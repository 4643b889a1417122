pub mod cli;
pub mod core;
pub mod providers;
pub mod store;

pub use crate::core::config;

use crate::config::AppConfig;
use crate::core::notifier::{LogSink, Notifier, NotifierSettings};
use crate::core::{
    Accountant, Aggregator, CacheStore, CategoryTable, Clock, JournalSource, SystemClock, Window,
};
use crate::providers::{EsiSource, StaticToken};
use anyhow::{Context, Result};
use std::sync::Arc;
use tracing::{debug, info};

/// A command dispatched by [`run_command`]. Report windows default to the current month.
#[derive(Debug, Clone, PartialEq)]
pub enum AppCommand {
    Balance(Option<Window>),
    ByDivision(Option<Window>),
    ByType(Option<Window>),
    Daily(Option<Window>),
    /// Threshold check; the configured threshold is used when none is given.
    Check { threshold: Option<f64> },
    Watch,
    Status,
}

/// Parses an optional `--from`/`--to` pair of `YYYY-MM-DD` dates.
pub fn parse_window(from: Option<&str>, to: Option<&str>) -> Result<Option<Window>> {
    match (from, to) {
        (None, None) => Ok(None),
        (Some(from), Some(to)) => Ok(Some(Window::parse(from, to)?)),
        _ => anyhow::bail!("Both --from and --to are needed for a custom window"),
    }
}

/// Wires the ESI sources, the journal store and the cache into a report facade.
pub async fn build_accountant(config: &AppConfig, clock: Arc<dyn Clock>) -> Result<Accountant> {
    let mut sources: Vec<Arc<dyn JournalSource>> = Vec::with_capacity(config.accounts.len());
    for account in &config.accounts {
        let token = account.resolve_token()?;
        let source = EsiSource::connect(
            config.esi_base_url(),
            account.character_id,
            Arc::new(StaticToken::new(token)),
        )
        .await
        .with_context(|| format!("Failed to connect character {}", account.character_id))?;
        sources.push(Arc::new(source));
    }

    let data_path = config.default_data_path()?;
    let store = store::open_store(Some(&data_path));
    let cache = CacheStore::new(store, Arc::clone(&clock)).with_refresh_timeout(config.refresh_timeout());
    let categories = CategoryTable::with_overrides(&config.categories);
    debug!(categories = categories.len(), "Built category table");

    let aggregator = Aggregator::new(sources, Arc::new(cache), Arc::new(categories))
        .with_ttl(config.ttl())
        .with_max_concurrency(config.max_concurrency);
    Ok(Accountant::new(Arc::new(aggregator), clock))
}

pub async fn run_command(command: AppCommand, config_path: Option<&str>) -> Result<()> {
    info!("walletbook starting...");

    let config = match config_path {
        Some(path) => AppConfig::load_from_path(path)?,
        None => AppConfig::load()?,
    };
    debug!("Loaded config: {config:#?}");

    let clock: Arc<dyn Clock> = Arc::new(SystemClock);
    let accountant = build_accountant(&config, Arc::clone(&clock)).await?;

    match command {
        AppCommand::Balance(window) => cli::report::balance(&accountant, window).await,
        AppCommand::ByDivision(window) => cli::report::by_division(&accountant, window).await,
        AppCommand::ByType(window) => cli::report::by_type(&accountant, window).await,
        AppCommand::Daily(window) => cli::report::daily(&accountant, window).await,
        AppCommand::Check { threshold } => {
            let threshold = threshold.unwrap_or(config.notifier.threshold);
            cli::report::check(&accountant, threshold).await
        }
        AppCommand::Status => cli::report::status(accountant.aggregator()).await,
        AppCommand::Watch => {
            let notifier = Notifier::new(
                Arc::new(accountant),
                Arc::new(LogSink),
                clock,
                NotifierSettings::from(&config.notifier),
            );
            notifier
                .run(async {
                    if let Err(e) = tokio::signal::ctrl_c().await {
                        tracing::error!(error = %e, "Failed to listen for Ctrl-C");
                    }
                })
                .await;
            Ok(())
        }
    }
}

- - - - -

_WHAT NEEDS TO BE DONE_
Taking the material above, extract exactly and only the lines from the line with "let store = store::open_store(Some(&data_path));" to the line with "categories = CategoryTable::with_overrides(&config.categories);", inclusive of both.

_OUTPUT BELOW_
    let store = store::open_store(Some(&data_path));
    let cache = CacheStore::new(store, Arc::clone(&clock)).with_refresh_timeout(config.refresh_timeout());
    let categories = CategoryTable::with_overrides(&config.categories);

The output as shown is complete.